The fact that the Penguins lost to the Flyers - yet again - was not due to the play of Craig Adams. Rather the entire team was struggling getting through the neutral zone, a result of the Flyers' clogging up the neutral zone. They choked off the Pens attack before it began. And they did it throughout the entire night to the entire team.

But advanced stats don't care about any of that.

It turns out that the social media masses don't care either, provided it gives them more ammo to rip on a player they're not necessarily a fan of. Bring up the fact that Sidney Crosby finished last season not only with the Hart Trophy, but the 139th highest Corsi rating among all skaters with more than 300 minutes, and you're met with a "Yeah, well....".

At some point in hockey over the past few years, Corsi has taken over as the end-all be-all of the stats world. The problem is that Corsi, when used properly, tells us very little about individual players. However, judging by the hockey commentary on various mediums, it tells us everything we need to know abou the players.

I'm not bashing Corsi, because it does have its place. It simply is not a stat that is a function of a single, individual player. Yes, individuals impact the stat. But there are 12 on-ice individuals that contribute. Two coaching staffs that contribute, albeit indirectly. The game situation itself impacts that rating. Referees impact it. Broken sticks impact it.

Corsi is only relative to situations that are exactly the same. It only measures the effectiveness of six specific players versus another six specific players in a specific situation at a specific point in a specific game. As an individual player statistic, Corsi should be considered as relevant as Plus/Minus rating. It just takes longer to figure out.

Players holding 4th Line RW positions
Percentage of TOI spent killing penalties

Comparing Adams' Relative 5-on-5 Corsi to other 4th line right wingers, you find that he is near the bottom. Only Brandon Kozun (TOR), Jared Boll (CBJ), Tim Jackman (ANA) and Linden Vey (VAN) have lower numbers in that department. However, of the 30 players occupying that 4th line RW position, it is clear that Craig Adams' value to the Penguins is in his defensive capabilities as opposed to his offense based on the ratio of time he spends on the ice in penalty killing situations versus at even strength.

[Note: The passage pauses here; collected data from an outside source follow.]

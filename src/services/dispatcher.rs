//! Fan-out executor for sync mutations.
//!
//! Each mutation runs on its own task. A semaphore bounds the number of live
//! workers and every remote call first takes a token from the
//! [`DispatchThrottle`]. [`MutationDispatcher::dispatch`] returns only after
//! every worker has finished.

use std::sync::Arc;

use futures::future::join_all;
use serde::Serialize;
use tokio::sync::Semaphore;

use super::throttle::DispatchThrottle;
use crate::domain::errors::DomainResult;
use crate::domain::models::{IssueEdit, IssueState, SyncMutation};
use crate::domain::ports::IssueTracker;

/// What happened to one mutation.
#[derive(Debug, Clone, Copy, PartialEq, Eq)]
enum Applied {
    Created,
    Updated,
    Closed,
}

/// Tally of a dispatch round.
#[derive(Debug, Clone, Copy, Default, PartialEq, Eq, Serialize)]
pub struct DispatchSummary {
    pub created: usize,
    pub updated: usize,
    pub closed: usize,
    pub failed: usize,
}

impl DispatchSummary {
    pub const fn attempted(&self) -> usize {
        self.created + self.updated + self.closed + self.failed
    }
}

pub struct MutationDispatcher {
    tracker: Arc<dyn IssueTracker>,
    throttle: Arc<DispatchThrottle>,
    max_workers: usize,
}

impl MutationDispatcher {
    pub fn new(
        tracker: Arc<dyn IssueTracker>,
        throttle: Arc<DispatchThrottle>,
        max_workers: usize,
    ) -> Self {
        Self {
            tracker,
            throttle,
            max_workers: max_workers.max(1),
        }
    }

    /// Apply every mutation and wait for all of them.
    ///
    /// Failures are logged and counted. They never stop sibling mutations.
    pub async fn dispatch(&self, mutations: Vec<SyncMutation>) -> DispatchSummary {
        let workers = Arc::new(Semaphore::new(self.max_workers));
        let mut handles = Vec::with_capacity(mutations.len());

        for mutation in mutations {
            let tracker = self.tracker.clone();
            let throttle = self.throttle.clone();
            let workers = workers.clone();
            handles.push(tokio::spawn(async move {
                // The semaphore is never closed.
                let _permit = workers.acquire_owned().await.ok();
                apply(tracker.as_ref(), &throttle, mutation).await
            }));
        }

        let mut summary = DispatchSummary::default();
        for outcome in join_all(handles).await {
            match outcome {
                Ok(Ok(Applied::Created)) => summary.created += 1,
                Ok(Ok(Applied::Updated)) => summary.updated += 1,
                Ok(Ok(Applied::Closed)) => summary.closed += 1,
                Ok(Err(())) => summary.failed += 1,
                Err(e) => {
                    tracing::error!(error = %e, "mutation worker panicked");
                    summary.failed += 1;
                }
            }
        }
        summary
    }
}

async fn apply(
    tracker: &dyn IssueTracker,
    throttle: &DispatchThrottle,
    mutation: SyncMutation,
) -> Result<Applied, ()> {
    throttle.acquire().await;
    let result = match &mutation {
        SyncMutation::Create { draft } => tracker.create_issue(draft).await.map(|issue| {
            tracing::info!(issue = issue.number, title = %draft.title, "created tracking issue");
            Applied::Created
        }),
        SyncMutation::Update {
            number,
            title,
            edit,
            notice,
        } => update(tracker, throttle, *number, title, edit, notice.as_deref()).await,
        SyncMutation::Close { number, title } => {
            let edit = IssueEdit {
                state: Some(IssueState::Closed),
                ..Default::default()
            };
            tracker.edit_issue(*number, &edit).await.map(|_| {
                tracing::info!(issue = number, title = %title, "closed tracking issue");
                Applied::Closed
            })
        }
    };

    result.map_err(|e| {
        tracing::error!(
            op = mutation.kind(),
            title = %mutation.title(),
            mutation = ?mutation,
            status = ?e.status(),
            error = %e,
            "mutation failed"
        );
    })
}

async fn update(
    tracker: &dyn IssueTracker,
    throttle: &DispatchThrottle,
    number: u64,
    title: &str,
    edit: &IssueEdit,
    notice: Option<&str>,
) -> DomainResult<Applied> {
    tracker.edit_issue(number, edit).await?;
    tracing::info!(issue = number, title = %title, "updated tracking issue");

    if let Some(notice) = notice {
        throttle.acquire().await;
        if let Err(e) = tracker.post_comment(number, notice).await {
            tracing::warn!(issue = number, error = %e, "failed to post change notice");
        }
    }
    Ok(Applied::Updated)
}
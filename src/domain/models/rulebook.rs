//! The validated rule set the engines run against.

use std::collections::BTreeMap;

use serde::Serialize;

use super::include::IncludeSet;
use super::job::Job;
use super::repository::RepositorySettings;
use super::rule::Flow;
use super::tracked::BodyLayout;

/// Settings from the `IssueCreate` document.
#[derive(Debug, Clone, PartialEq, Eq, Default, Serialize)]
pub struct TrackingSettings {
    /// Applied to every created issue and used to find tracking issues.
    pub labels: Vec<String>,
    pub assignees: Vec<String>,
    pub milestone: Option<u64>,
    pub includes: IncludeSet,
}

/// Every configuration document, resolved into typed objects.
#[derive(Debug, Clone, PartialEq, Eq, Serialize)]
pub struct RuleBook {
    pub repository: RepositorySettings,
    pub tracking: Option<TrackingSettings>,
    /// Keyed by instruction literal, e.g. `/accept`.
    pub flows: BTreeMap<String, Flow>,
    pub jobs: Vec<Job>,
}

impl RuleBook {
    pub fn flow(&self, instruct: &str) -> Option<&Flow> {
        self.flows.get(instruct)
    }

    pub fn layout(&self) -> BodyLayout {
        BodyLayout::new(
            self.repository.source.clone(),
            self.repository.translate.clone(),
        )
    }
}
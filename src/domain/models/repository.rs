//! Repository selectors and global bot settings from the `Repository` document.

use chrono::NaiveTime;
use serde::Serialize;

/// `owner/repository` pair.
#[derive(Debug, Clone, PartialEq, Eq, Hash, Serialize)]
pub struct RepoRef {
    pub owner: String,
    pub repository: String,
}

impl RepoRef {
    pub fn new(owner: impl Into<String>, repository: impl Into<String>) -> Self {
        Self {
            owner: owner.into(),
            repository: repository.into(),
        }
    }

    pub fn full_name(&self) -> String {
        format!("{}/{}", self.owner, self.repository)
    }

    /// Case-insensitive comparison against a `owner/name` string from a payload.
    pub fn matches_full_name(&self, full_name: &str) -> bool {
        self.full_name().eq_ignore_ascii_case(full_name)
    }

    pub fn tree_url(&self, reference: &str) -> String {
        format!(
            "https://github.com/{}/{}/tree/{reference}",
            self.owner, self.repository
        )
    }

    pub fn pull_url(&self, number: u64) -> String {
        format!(
            "https://github.com/{}/{}/pull/{number}",
            self.owner, self.repository
        )
    }
}

/// Upstream repository whose merged changes are mirrored into tracking issues.
#[derive(Debug, Clone, PartialEq, Eq, Serialize)]
pub struct SourceRepo {
    pub repo: RepoRef,
    pub branch: String,
    /// Published site root, used to link a rendered page from the issue body.
    pub site: Option<String>,
    /// Path prefix stripped before building site URLs.
    pub remove_prefix: Option<String>,
}

/// Repository the tracked work lands in, mirrored into a second body section.
#[derive(Debug, Clone, PartialEq, Eq, Serialize)]
pub struct TranslateRepo {
    pub repo: RepoRef,
    pub branch: String,
    pub site: Option<String>,
    pub replace_from: String,
    pub replace_to: String,
}

/// Daily detection settings.
#[derive(Debug, Clone, PartialEq, Eq, Serialize)]
pub struct Detection {
    pub enabled: bool,
    /// Local wall-clock time of the daily pass.
    pub at: NaiveTime,
    /// Sentinel issue whose body stores the sync pointer.
    pub pointer_issue: Option<u64>,
    /// Labels attached when an issue's tracked-file list becomes empty.
    pub needs_review_labels: Vec<String>,
}

/// Global settings from the `Repository` document.
#[derive(Debug, Clone, PartialEq, Eq, Serialize)]
pub struct RepositorySettings {
    pub workspace: RepoRef,
    pub source: SourceRepo,
    pub translate: Option<TranslateRepo>,
    /// Team slug inside the workspace owner's organization.
    pub maintainer_team: Option<String>,
    pub detection: Detection,
}
use async_trait::async_trait;

use crate::domain::errors::DomainResult;
use crate::domain::models::{ChangedFile, MergedChange};

/// Read access to the source repository's merge history.
#[async_trait]
pub trait UpstreamSource: Send + Sync {
    /// Merged pull requests with a number strictly greater than `after`,
    /// oldest merge first.
    async fn merged_since(&self, after: u64) -> DomainResult<Vec<MergedChange>>;

    /// The most recently merged pull request, if any.
    async fn latest_merged(&self) -> DomainResult<Option<MergedChange>>;

    /// Files touched by one pull request, tagged with its number.
    async fn changed_files(&self, number: u64) -> DomainResult<Vec<ChangedFile>>;

    /// Every blob path in the tree at `revision`.
    async fn tree_paths(&self, revision: &str) -> DomainResult<Vec<String>>;
}
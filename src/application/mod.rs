pub mod shepherd;

pub use shepherd::{Ports, Shepherd, Tuning};
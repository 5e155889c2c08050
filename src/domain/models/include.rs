//! Include rules: which upstream files are tracked, and under which title.

use serde::Serialize;

/// A path predicate mapping upstream files to a title and creation labels.
///
/// `path` is a prefix unless it starts with `*`, in which case the remainder
/// must appear anywhere in the file path. Exclusions nest, so an exclusion's
/// own exclusions bring files back in.
#[derive(Debug, Clone, PartialEq, Eq, Default, Serialize)]
pub struct IncludeRule {
    pub path: String,
    /// Fixed title overriding the grouping policy.
    pub title: Option<String>,
    pub labels: Vec<String>,
    /// Allowed file endings. Empty accepts every file.
    pub suffixes: Vec<String>,
    pub excludes: Vec<IncludeRule>,
}

impl IncludeRule {
    pub fn new(path: impl Into<String>) -> Self {
        Self {
            path: path.into(),
            ..Default::default()
        }
    }

    pub fn matches(&self, file: &str) -> bool {
        self.path_matches(file) && !self.excludes.iter().any(|e| e.matches(file))
    }

    fn path_matches(&self, file: &str) -> bool {
        let hit = match self.path.strip_prefix('*') {
            Some(needle) => file.contains(needle),
            None => file.starts_with(&self.path),
        };
        hit && (self.suffixes.is_empty() || self.suffixes.iter().any(|s| file.ends_with(s)))
    }
}

/// How computed titles group files.
#[derive(Debug, Clone, Copy, PartialEq, Eq, Default, Serialize, serde::Deserialize)]
#[serde(rename_all = "snake_case")]
pub enum Grouping {
    /// One issue per directory.
    #[default]
    Directory,
    /// One issue per file.
    File,
}

/// Title computation for files whose include rule has no fixed title.
#[derive(Debug, Clone, PartialEq, Eq, Default, Serialize)]
pub struct TitlePolicy {
    pub grouping: Grouping,
    /// Leading path segments dropped before building the title.
    pub skip: usize,
    /// Title shared by every `_index.*` file.
    pub index_title: Option<String>,
}

impl TitlePolicy {
    pub fn title_for(&self, path: &str) -> String {
        let file_name = path.rsplit('/').next().unwrap_or(path);
        if let Some(index_title) = &self.index_title {
            let stem = file_name.split('.').next().unwrap_or(file_name);
            if stem == "_index" {
                return index_title.clone();
            }
        }

        let segments: Vec<&str> = path
            .split('/')
            .filter(|s| !s.is_empty())
            .skip(self.skip)
            .collect();

        match (self.grouping, segments.split_last()) {
            (Grouping::Directory, Some((_, dirs))) if !dirs.is_empty() => dirs.join("/"),
            (Grouping::File, Some(_)) => segments.join("/"),
            _ => file_name.to_string(),
        }
    }
}

/// Where a file landed after include matching.
#[derive(Debug, Clone, PartialEq, Eq)]
pub struct Resolution {
    pub title: String,
    pub labels: Vec<String>,
}

/// Ordered include rules plus the title policy. First match wins.
#[derive(Debug, Clone, PartialEq, Eq, Default, Serialize)]
pub struct IncludeSet {
    pub rules: Vec<IncludeRule>,
    pub policy: TitlePolicy,
}

impl IncludeSet {
    pub fn resolve(&self, path: &str) -> Option<Resolution> {
        let rule = self.rules.iter().find(|r| r.matches(path))?;
        Some(Resolution {
            title: rule
                .title
                .clone()
                .unwrap_or_else(|| self.policy.title_for(path)),
            labels: rule.labels.clone(),
        })
    }
}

Players holding 4th Line RW positions
Percentage of Team SH time utilized

Adams is a stalwart presence for the penalty kill and his detractors will refuse to give him credit for that. They will cite the struggles of the team's penalty kill throughout this early stage of the season. Yet, while the penalty kill units have surrendered 6 goals in 28 shorthanded series, Adams has been on the ice for just one of those. And in that particular sequence, he did exactly what he was supposed to do.

The lone PP goal allowed with Adams on duty.
As my PensInitiative colleague, Michael Traeger, pointed out in a conversation that we had about this very topic, hockey is a contextual sport and Corsi is simply not a contextual stat when applied to a single player. And it certainly doesn't reflect upon the role a player fills on a team.

Anybody who has taken a math, statistics or science class at the college level realizes that the more variables you add to any mechanism, the less likely it is that you can accurately gauge or predict a single piece's impact. Every variable is affected by every other variable in that system. Corsi simply does not account for all that goes on in a single shift, let alone an entire hockey game.

Fans, bloggers and radio hosts can complain about Craig Adams' non-plus night all they want, but in the end, he played his role that night. As he does most other nights, for that matter. But aging role players have no place  - regardless of their effectiveness - in the hearts of the fans of a team with superstar talent.